Work order. Retype each line of the listing below, from the first through the one holding "if size_bytes <", with no other lines.

Data supplied.
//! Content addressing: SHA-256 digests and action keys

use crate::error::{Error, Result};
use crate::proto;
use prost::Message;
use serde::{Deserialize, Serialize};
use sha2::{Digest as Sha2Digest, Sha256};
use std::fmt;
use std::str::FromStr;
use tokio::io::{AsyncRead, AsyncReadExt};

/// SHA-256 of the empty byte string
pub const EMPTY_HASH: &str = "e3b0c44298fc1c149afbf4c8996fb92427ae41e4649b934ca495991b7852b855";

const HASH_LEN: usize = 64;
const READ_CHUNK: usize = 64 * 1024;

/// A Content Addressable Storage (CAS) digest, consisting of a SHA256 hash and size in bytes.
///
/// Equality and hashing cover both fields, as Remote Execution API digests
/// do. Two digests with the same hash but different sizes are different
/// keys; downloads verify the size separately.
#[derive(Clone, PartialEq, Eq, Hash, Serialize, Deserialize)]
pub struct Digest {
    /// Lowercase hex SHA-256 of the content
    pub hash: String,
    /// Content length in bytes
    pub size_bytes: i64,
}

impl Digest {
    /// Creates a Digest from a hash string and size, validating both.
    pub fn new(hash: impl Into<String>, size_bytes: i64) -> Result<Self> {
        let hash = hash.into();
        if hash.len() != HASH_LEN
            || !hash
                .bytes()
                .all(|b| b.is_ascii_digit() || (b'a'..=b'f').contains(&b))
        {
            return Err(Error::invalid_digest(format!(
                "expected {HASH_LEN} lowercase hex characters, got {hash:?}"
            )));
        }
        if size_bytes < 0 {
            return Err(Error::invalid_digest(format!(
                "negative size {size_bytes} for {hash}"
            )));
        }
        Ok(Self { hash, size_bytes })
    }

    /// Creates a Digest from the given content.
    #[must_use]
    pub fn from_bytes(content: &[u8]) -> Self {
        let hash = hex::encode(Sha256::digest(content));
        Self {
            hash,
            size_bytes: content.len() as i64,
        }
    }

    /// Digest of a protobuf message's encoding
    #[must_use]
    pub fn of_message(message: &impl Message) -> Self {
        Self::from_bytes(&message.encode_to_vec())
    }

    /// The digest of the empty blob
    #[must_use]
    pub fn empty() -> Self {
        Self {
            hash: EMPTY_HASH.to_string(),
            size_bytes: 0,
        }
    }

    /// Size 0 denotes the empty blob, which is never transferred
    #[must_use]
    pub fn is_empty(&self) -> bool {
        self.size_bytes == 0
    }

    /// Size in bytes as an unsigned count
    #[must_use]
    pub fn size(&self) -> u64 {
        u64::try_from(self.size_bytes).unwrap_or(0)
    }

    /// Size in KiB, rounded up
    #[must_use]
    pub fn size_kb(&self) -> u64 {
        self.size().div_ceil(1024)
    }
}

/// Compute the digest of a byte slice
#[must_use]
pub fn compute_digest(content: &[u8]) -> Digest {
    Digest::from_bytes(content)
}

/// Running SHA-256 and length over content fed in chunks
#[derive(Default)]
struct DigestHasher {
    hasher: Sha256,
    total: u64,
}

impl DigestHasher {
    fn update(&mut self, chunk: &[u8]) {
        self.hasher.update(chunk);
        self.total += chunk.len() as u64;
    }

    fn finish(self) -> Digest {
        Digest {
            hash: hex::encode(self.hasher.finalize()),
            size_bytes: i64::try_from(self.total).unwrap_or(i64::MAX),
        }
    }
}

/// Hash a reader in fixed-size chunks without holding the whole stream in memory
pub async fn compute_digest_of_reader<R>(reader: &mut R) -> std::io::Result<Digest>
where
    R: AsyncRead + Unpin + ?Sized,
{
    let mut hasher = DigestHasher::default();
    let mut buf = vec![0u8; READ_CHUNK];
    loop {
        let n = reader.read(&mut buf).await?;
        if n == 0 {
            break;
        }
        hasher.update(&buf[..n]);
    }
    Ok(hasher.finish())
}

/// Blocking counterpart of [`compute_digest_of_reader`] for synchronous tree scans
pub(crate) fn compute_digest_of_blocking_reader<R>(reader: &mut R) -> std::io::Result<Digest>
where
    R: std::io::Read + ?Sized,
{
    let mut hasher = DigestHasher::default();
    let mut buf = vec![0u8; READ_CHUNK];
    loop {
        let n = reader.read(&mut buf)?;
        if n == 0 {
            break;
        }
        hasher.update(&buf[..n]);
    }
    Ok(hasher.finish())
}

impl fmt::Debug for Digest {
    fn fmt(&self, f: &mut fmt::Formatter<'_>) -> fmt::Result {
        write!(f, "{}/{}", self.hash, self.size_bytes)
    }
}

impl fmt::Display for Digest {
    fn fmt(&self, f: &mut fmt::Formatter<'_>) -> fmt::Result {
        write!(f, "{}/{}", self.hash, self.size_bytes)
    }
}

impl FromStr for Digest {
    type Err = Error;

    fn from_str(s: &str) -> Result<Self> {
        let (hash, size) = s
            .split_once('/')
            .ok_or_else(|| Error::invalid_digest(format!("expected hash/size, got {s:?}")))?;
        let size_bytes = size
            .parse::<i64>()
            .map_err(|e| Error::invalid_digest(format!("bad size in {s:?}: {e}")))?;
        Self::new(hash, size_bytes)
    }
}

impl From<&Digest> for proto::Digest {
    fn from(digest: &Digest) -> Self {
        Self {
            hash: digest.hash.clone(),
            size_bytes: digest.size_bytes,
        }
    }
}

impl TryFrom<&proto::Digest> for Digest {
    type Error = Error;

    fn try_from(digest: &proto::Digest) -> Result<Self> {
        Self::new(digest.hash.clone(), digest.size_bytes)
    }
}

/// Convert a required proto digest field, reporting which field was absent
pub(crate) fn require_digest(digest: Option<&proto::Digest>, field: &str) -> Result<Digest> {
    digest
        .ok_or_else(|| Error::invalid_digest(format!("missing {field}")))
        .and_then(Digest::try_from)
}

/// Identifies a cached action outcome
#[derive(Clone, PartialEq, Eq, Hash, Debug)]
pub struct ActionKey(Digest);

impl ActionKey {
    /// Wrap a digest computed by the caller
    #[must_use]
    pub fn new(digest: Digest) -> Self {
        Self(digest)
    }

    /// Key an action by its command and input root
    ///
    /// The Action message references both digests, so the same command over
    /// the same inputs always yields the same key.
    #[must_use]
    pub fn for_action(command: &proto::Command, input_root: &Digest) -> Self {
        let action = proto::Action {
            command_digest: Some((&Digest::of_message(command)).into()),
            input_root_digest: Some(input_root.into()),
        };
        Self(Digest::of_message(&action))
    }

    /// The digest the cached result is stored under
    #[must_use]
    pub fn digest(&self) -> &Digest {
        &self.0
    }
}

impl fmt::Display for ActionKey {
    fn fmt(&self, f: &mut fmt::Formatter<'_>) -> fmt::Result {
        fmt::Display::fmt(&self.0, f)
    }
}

Task result.
//! Content addressing: SHA-256 digests and action keys

use crate::error::{Error, Result};
use crate::proto;
use prost::Message;
use serde::{Deserialize, Serialize};
use sha2::{Digest as Sha2Digest, Sha256};
use std::fmt;
use std::str::FromStr;
use tokio::io::{AsyncRead, AsyncReadExt};

/// SHA-256 of the empty byte string
pub const EMPTY_HASH: &str = "e3b0c44298fc1c149afbf4c8996fb92427ae41e4649b934ca495991b7852b855";

const HASH_LEN: usize = 64;
const READ_CHUNK: usize = 64 * 1024;

/// A Content Addressable Storage (CAS) digest, consisting of a SHA256 hash and size in bytes.
///
/// Equality and hashing cover both fields, as Remote Execution API digests
/// do. Two digests with the same hash but different sizes are different
/// keys; downloads verify the size separately.
#[derive(Clone, PartialEq, Eq, Hash, Serialize, Deserialize)]
pub struct Digest {
    /// Lowercase hex SHA-256 of the content
    pub hash: String,
    /// Content length in bytes
    pub size_bytes: i64,
}

impl Digest {
    /// Creates a Digest from a hash string and size, validating both.
    pub fn new(hash: impl Into<String>, size_bytes: i64) -> Result<Self> {
        let hash = hash.into();
        if hash.len() != HASH_LEN
            || !hash
                .bytes()
                .all(|b| b.is_ascii_digit() || (b'a'..=b'f').contains(&b))
        {
            return Err(Error::invalid_digest(format!(
                "expected {HASH_LEN} lowercase hex characters, got {hash:?}"
            )));
        }
        if size_bytes < 0 {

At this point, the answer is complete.